Detailgetreu schildert der Kommissar den Verlauf
der Ermittlungen. Diese führen uns schnurstracks
an den Handlungsort, die Künstlerpension
Boulanka nahe der Schönhauser Allee, zu deren
leutseliger Vermieterin und zum bunt gemischten
Völkchen ihrer Bewohner/innen. Emmi Boulanka
(hervorragend dargestellt von Erika Pelikowsky),
die liebevolle Wirtin dieser Ostberliner Herberge für
Artist/innen, die gerade für eine neue Revue proben,
liest ihren oft nicht pflegeleichten Gästen die Wünsche
von den Augen ab. Tür an Tür haben hier ein
Clown, ein Zauberer, zwei Komiker, eine Hundedresseurin,
eine italienische Akrobatenfamilie und eine
Rollschuhtruppe Quartier bezogen. Und natürlich
der scheinbar charmante Herr Gruyter, der jedoch
eine dunkle Vergangenheit hat, die erst durch die kriminalistischen
Nachforschungen offengelegt wird,
nachdem man ihn erdrosselt aufgefunden hat.

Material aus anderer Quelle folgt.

/// Shortest tick a poll loop will use.
const MIN_POLL_INTERVAL: Duration = Duration::from_millis(1);

// ============================================================================
// METRICS
// ============================================================================

/// Scheduler-wide counters.
#[derive(Debug, Default)]
pub struct SchedulerMetrics {
    pub runs_started: AtomicU64,
    pub runs_succeeded: AtomicU64,
    pub runs_failed: AtomicU64,
    pub runs_timed_out: AtomicU64,
    /// Runs whose result could not be written.
    pub commit_failures: AtomicU64,
    pub entities_merged: AtomicU64,
    /// Explicit, reconciled and stale on-demand evictions.
    pub entities_evicted: AtomicU64,
}

impl SchedulerMetrics {
    pub fn snapshot(&self) -> SchedulerMetricsSnapshot {
        SchedulerMetricsSnapshot {
            runs_started: self.runs_started.load(Ordering::Relaxed),
            runs_succeeded: self.runs_succeeded.load(Ordering::Relaxed),
            runs_failed: self.runs_failed.load(Ordering::Relaxed),
            runs_timed_out: self.runs_timed_out.load(Ordering::Relaxed),
            commit_failures: self.commit_failures.load(Ordering::Relaxed),
            entities_merged: self.entities_merged.load(Ordering::Relaxed),
            entities_evicted: self.entities_evicted.load(Ordering::Relaxed),
        }
    }

    fn bump(counter: &AtomicU64, n: usize) {
        counter.fetch_add(n as u64, Ordering::Relaxed);
    }
}

/// Point-in-time copy of [`SchedulerMetrics`].
#[derive(Debug, Clone, Copy, Default, PartialEq, Eq, Serialize, Deserialize)]
pub struct SchedulerMetricsSnapshot {
    pub runs_started: u64,
    pub runs_succeeded: u64,
    pub runs_failed: u64,
    pub runs_timed_out: u64,
    pub commit_failures: u64,
    pub entities_merged: u64,
    pub entities_evicted: u64,
}
//! Stratus Core - Cache Data Model
//!
//! Entities, results, the cache key codec and the result accumulator that
//! every other crate builds on. No I/O lives here.

pub mod config;
pub mod constants;
pub mod entities;
pub mod error;
pub mod key;
pub mod result;

pub use config::{OnDemandConfig, SchedulerConfig, StoreBackend, StoreConfig, StratusConfig};
pub use constants::{NO_EXPIRY, ON_DEMAND_NAMESPACE};
pub use entities::{
    AgentDataType, AgentScope, Attributes, Authority, CacheEntity, CacheResult, Relationships,
};
pub use error::{AgentError, ConfigError, KeyError, StorageError, StratusError, StratusResult};
pub use key::{CacheKey, KeyCodec};
pub use result::{CacheEntityBuilder, CacheResultBuilder, NamespaceBuilder};

/// Timestamp type using UTC timezone.
pub type Timestamp = chrono::DateTime<chrono::Utc>;

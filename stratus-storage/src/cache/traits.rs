//! Cache store trait and the types it reports.
//!
//! A [`CacheStore`] is a namespace-partitioned map of [`CacheEntity`] values.
//! Writes are upserts (attributes replaced, relationships unioned) and
//! evictions. Both are visible to reads as soon as the call returns.

use std::collections::HashSet;
use std::sync::atomic::{AtomicU64, Ordering};

use async_trait::async_trait;
use chrono::{DateTime, Utc};
use regex::Regex;
use stratus_core::{
    AgentScope, CacheEntity, CacheKey, StorageError, StratusError, StratusResult,
};

/// One atomic per-namespace write.
///
/// Merges are applied first, then explicit evictions. When `reconcile` is
/// set, every stored id whose key falls inside that scope and is not among
/// the merged ids is evicted as part of the same write.
#[derive(Debug, Clone, Default)]
pub struct NamespaceUpdate {
    pub merges: Vec<CacheEntity>,
    pub evictions: Vec<String>,
    pub reconcile: Option<AgentScope>,
}

impl NamespaceUpdate {
    pub fn new(merges: Vec<CacheEntity>, evictions: Vec<String>) -> Self {
        Self {
            merges,
            evictions,
            reconcile: None,
        }
    }

    /// Evict stored ids in `scope` that this update does not keep.
    pub fn reconciling(mut self, scope: AgentScope) -> Self {
        self.reconcile = Some(scope);
        self
    }

    pub fn is_empty(&self) -> bool {
        self.merges.is_empty() && self.evictions.is_empty() && self.reconcile.is_none()
    }

    /// Ids a reconciling write would remove from `stored`.
    pub(crate) fn unlisted<'a, I>(&self, stored: I) -> Vec<String>
    where
        I: IntoIterator<Item = &'a String>,
    {
        let Some(scope) = &self.reconcile else {
            return Vec::new();
        };
        let kept: HashSet<&str> = self.merges.iter().map(|e| e.id.as_str()).collect();
        stored
            .into_iter()
            .filter(|id| !kept.contains(id.as_str()))
            .filter(|id| {
                CacheKey::parse(id)
                    .map(|key| scope.covers(&key))
                    .unwrap_or(false)
            })
            .cloned()
            .collect()
    }
}

/// What a namespace write actually changed.
#[derive(Debug, Clone, Copy, Default, PartialEq, Eq)]
pub struct NamespaceWrite {
    /// Entities upserted.
    pub merged: usize,
    /// Explicit evictions that removed a stored entity.
    pub evicted: usize,
    /// Entities removed by scope reconciliation.
    pub reconciled: usize,
}

/// Namespace-partitioned entity store.
///
/// Implementations must be safe to share between agent tasks and must apply
/// each [`NamespaceUpdate`] atomically. Entities carrying a positive TTL are
/// dropped lazily by reads once expired.
#[async_trait]
pub trait CacheStore: Send + Sync {
    /// Get one entity.
    async fn get(&self, namespace: &str, id: &str) -> StratusResult<Option<CacheEntity>>;

    /// Get every entity in a namespace.
    async fn get_all(&self, namespace: &str) -> StratusResult<Vec<CacheEntity>>;

    /// All ids stored in a namespace.
    async fn identifiers(&self, namespace: &str) -> StratusResult<Vec<String>>;

    /// Apply one atomic per-namespace write.
    async fn write(&self, namespace: &str, update: NamespaceUpdate)
        -> StratusResult<NamespaceWrite>;

    /// Remove entities stored before `cutoff`. Returns the number removed.
    async fn evict_older_than(&self, namespace: &str, cutoff: DateTime<Utc>)
        -> StratusResult<usize>;

    /// Namespaces holding at least one entity.
    async fn namespaces(&self) -> StratusResult<Vec<String>>;

    async fn stats(&self) -> StratusResult<CacheStats>;

    /// Get several entities; missing ids are omitted.
    async fn get_many(&self, namespace: &str, ids: &[String]) -> StratusResult<Vec<CacheEntity>> {
        let mut found = Vec::with_capacity(ids.len());
        for id in ids {
            if let Some(entity) = self.get(namespace, id).await? {
                found.push(entity);
            }
        }
        Ok(found)
    }

    /// The subset of `ids` currently stored.
    async fn existing_identifiers(
        &self,
        namespace: &str,
        ids: &[String],
    ) -> StratusResult<Vec<String>> {
        let stored: HashSet<String> = self.identifiers(namespace).await?.into_iter().collect();
        Ok(ids.iter().filter(|id| stored.contains(*id)).cloned().collect())
    }

    /// Ids matching a glob where `*` matches any run and `?` one character.
    async fn filter_identifiers(&self, namespace: &str, glob: &str) -> StratusResult<Vec<String>> {
        let pattern = glob_to_regex(glob)?;
        Ok(self
            .identifiers(namespace)
            .await?
            .into_iter()
            .filter(|id| pattern.is_match(id))
            .collect())
    }

    /// Upsert entities. Returns the number merged.
    async fn merge_all(&self, namespace: &str, entities: Vec<CacheEntity>) -> StratusResult<usize> {
        Ok(self
            .write(namespace, NamespaceUpdate::new(entities, Vec::new()))
            .await?
            .merged)
    }

    /// Evict ids; unknown ids are ignored. Returns the number removed.
    async fn evict_all(&self, namespace: &str, ids: Vec<String>) -> StratusResult<usize> {
        Ok(self
            .write(namespace, NamespaceUpdate::new(Vec::new(), ids))
            .await?
            .evicted)
    }

    /// Merge then evict as one atomic unit.
    async fn apply(
        &self,
        namespace: &str,
        merges: Vec<CacheEntity>,
        evictions: Vec<String>,
    ) -> StratusResult<NamespaceWrite> {
        self.write(namespace, NamespaceUpdate::new(merges, evictions))
            .await
    }
}

/// Statistics about cache usage.
#[derive(Debug, Clone, Default, PartialEq, Eq)]
pub struct CacheStats {
    /// Number of cache hits.
    pub hits: u64,
    /// Number of cache misses.
    pub misses: u64,
    /// Number of entries currently stored.
    pub entry_count: u64,
    /// Entities removed by explicit or reconciling eviction.
    pub evictions: u64,
    /// Entities dropped because their TTL passed.
    pub expirations: u64,
}

impl CacheStats {
    /// Calculate the hit rate (0.0 to 1.0).
    pub fn hit_rate(&self) -> f64 {
        let total = self.hits + self.misses;
        if total == 0 {
            0.0
        } else {
            self.hits as f64 / total as f64
        }
    }
}

/// Atomic hit/miss/eviction counters shared by the backends.
#[derive(Debug, Default)]
pub(crate) struct StatCounters {
    pub(crate) hits: AtomicU64,
    pub(crate) misses: AtomicU64,
    pub(crate) evictions: AtomicU64,
    pub(crate) expirations: AtomicU64,
}

impl StatCounters {
    pub(crate) fn add(counter: &AtomicU64, n: usize) {
        if n > 0 {
            counter.fetch_add(n as u64, Ordering::Relaxed);
        }
    }

    pub(crate) fn snapshot(&self, entry_count: u64) -> CacheStats {
        CacheStats {
            hits: self.hits.load(Ordering::Relaxed),
            misses: self.misses.load(Ordering::Relaxed),
            entry_count,
            evictions: self.evictions.load(Ordering::Relaxed),
            expirations: self.expirations.load(Ordering::Relaxed),
        }
    }
}

/// Translate a `*`/`?` glob into an anchored regex.
pub(crate) fn glob_to_regex(glob: &str) -> StratusResult<Regex> {
    let mut pattern = String::with_capacity(glob.len() + 8);
    pattern.push('^');
    for c in glob.chars() {
        match c {
            '*' => pattern.push_str(".*"),
            '?' => pattern.push('.'),
            other => pattern.push_str(&regex::escape(other.encode_utf8(&mut [0u8; 4]))),
        }
    }
    pattern.push('$');
    Regex::new(&pattern).map_err(|e| {
        StratusError::from(StorageError::Unavailable {
            reason: format!("invalid identifier filter '{}': {}", glob, e),
        })
    })
}
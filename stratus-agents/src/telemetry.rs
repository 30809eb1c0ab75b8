//! Tracing setup for processes embedding the scheduler.

use tracing_subscriber::util::TryInitError;
use tracing_subscriber::{layer::SubscriberExt, util::SubscriberInitExt, EnvFilter};

/// Filter used when `RUST_LOG` is unset or invalid.
pub const DEFAULT_LOG_FILTER: &str = "info";

/// Install a global fmt subscriber filtered by `RUST_LOG`.
///
/// `json` switches the output to one JSON object per event. Fails if a
/// global subscriber is already installed.
pub fn init_tracing(json: bool) -> Result<(), TryInitError> {
    let env_filter = EnvFilter::try_from_default_env()
        .unwrap_or_else(|_| EnvFilter::new(DEFAULT_LOG_FILTER));

    let registry = tracing_subscriber::registry().with(env_filter);
    if json {
        registry
            .with(tracing_subscriber::fmt::layer().json())
            .try_init()?;
    } else {
        registry.with(tracing_subscriber::fmt::layer()).try_init()?;
    }

    tracing::info!(json, "Tracing initialized");
    Ok(())
}
//! Namespace-partitioned cache store.
//!
//! [`CacheStore`] is the only shared mutable state in Stratus. Two backends
//! implement it:
//!
//! - [`InMemoryCacheStore`]: a locked map, for tests and single-process use
//! - [`LmdbCacheStore`]: durable, memory-mapped LMDB via heed
//!
//! Both apply a [`NamespaceUpdate`] atomically and drop TTL-expired entities
//! lazily on read.

pub mod lmdb_backend;
pub mod memory;
pub mod namespace_key;
pub mod traits;

pub use lmdb_backend::{LmdbCacheError, LmdbCacheStore};
pub use memory::InMemoryCacheStore;
pub use namespace_key::NamespacedKey;
pub use traits::{CacheStats, CacheStore, NamespaceUpdate, NamespaceWrite};
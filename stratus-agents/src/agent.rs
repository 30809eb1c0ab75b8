//! Caching agent traits
//!
//! A [`CachingAgent`] owns a set of namespaces inside one [`AgentScope`] and
//! periodically reports what it observes as a [`CacheResult`]. Optional
//! capabilities are exposed through accessor methods rather than downcasts.

use std::time::Duration;

use async_trait::async_trait;
use serde::{Deserialize, Serialize};
use stratus_core::{AgentDataType, AgentScope, CacheResult, StratusResult};
use stratus_storage::CacheStore;

use crate::on_demand::OnDemandAgent;

// ============================================================================
// RUN STATE
// ============================================================================

/// Where an agent is in its poll cycle.
///
/// `Idle` only before the first run. Afterwards an agent alternates between
/// `Running` and one of the terminal outcomes of its last run.
#[derive(Debug, Clone, Copy, Default, PartialEq, Eq, Hash, Serialize, Deserialize)]
pub enum AgentRunState {
    /// Never run yet
    #[default]
    Idle,
    /// `load_data` or the commit is in progress
    Running,
    /// Last run committed its result
    Succeeded,
    /// Last run returned an error or failed to commit
    Failed,
    /// Last run exceeded its timeout and was discarded
    TimedOut,
}

impl AgentRunState {
    /// Whether the last completed run produced no commit.
    pub fn is_failure(&self) -> bool {
        matches!(self, AgentRunState::Failed | AgentRunState::TimedOut)
    }
}

// ============================================================================
// AGENT TRAITS
// ============================================================================

/// A unit of work that polls one provider scope into the cache.
#[async_trait]
pub trait CachingAgent: Send + Sync {
    /// Unique name, e.g. `aws/InstanceCachingAgent/prod/us-east-1`.
    fn agent_type(&self) -> String;

    fn provider_name(&self) -> String;

    /// The provider, account and region this agent owns.
    fn scope(&self) -> AgentScope;

    /// Namespaces this agent writes and whether it owns them.
    fn provided_data_types(&self) -> Vec<AgentDataType>;

    /// Observe the provider and describe what should be cached.
    ///
    /// The store is passed for reads only (pending on-demand records,
    /// previously cached relationships). Writes happen when the scheduler
    /// commits the returned result.
    async fn load_data(&self, store: &dyn CacheStore) -> StratusResult<CacheResult>;

    /// Present when this agent can refresh single resources out of band.
    fn as_on_demand(&self) -> Option<&dyn OnDemandAgent> {
        None
    }

    /// Present when this agent overrides the scheduler's interval or timeout.
    fn as_custom_scheduled(&self) -> Option<&dyn CustomScheduledAgent> {
        None
    }
}

/// Agents that poll on their own cadence.
pub trait CustomScheduledAgent: Send + Sync {
    fn poll_interval(&self) -> Duration;

    fn timeout(&self) -> Duration;
}

/// Resolve the interval and timeout for an agent, falling back to defaults.
pub(crate) fn schedule_for(
    agent: &dyn CachingAgent,
    default_interval: Duration,
    default_timeout: Duration,
) -> (Duration, Duration) {
    match agent.as_custom_scheduled() {
        Some(custom) => (custom.poll_interval(), custom.timeout()),
        None => (default_interval, default_timeout),
    }
}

Verdächtig sind alle im Haus, weil jede/r früher
oder später in irgendeiner Verbindung zu Jan
Gruyter stand: Als ehemaliger Verfolgter des Naziregimes
kann der Zauberkünstler Colanta bezeugen,
dass Gruyter in Paris 1942 unter anderem Namen
als SS-Spitzel in der Artist/innentruppe seiner
Eltern gearbeitet und diese auf dem Gewissen hat.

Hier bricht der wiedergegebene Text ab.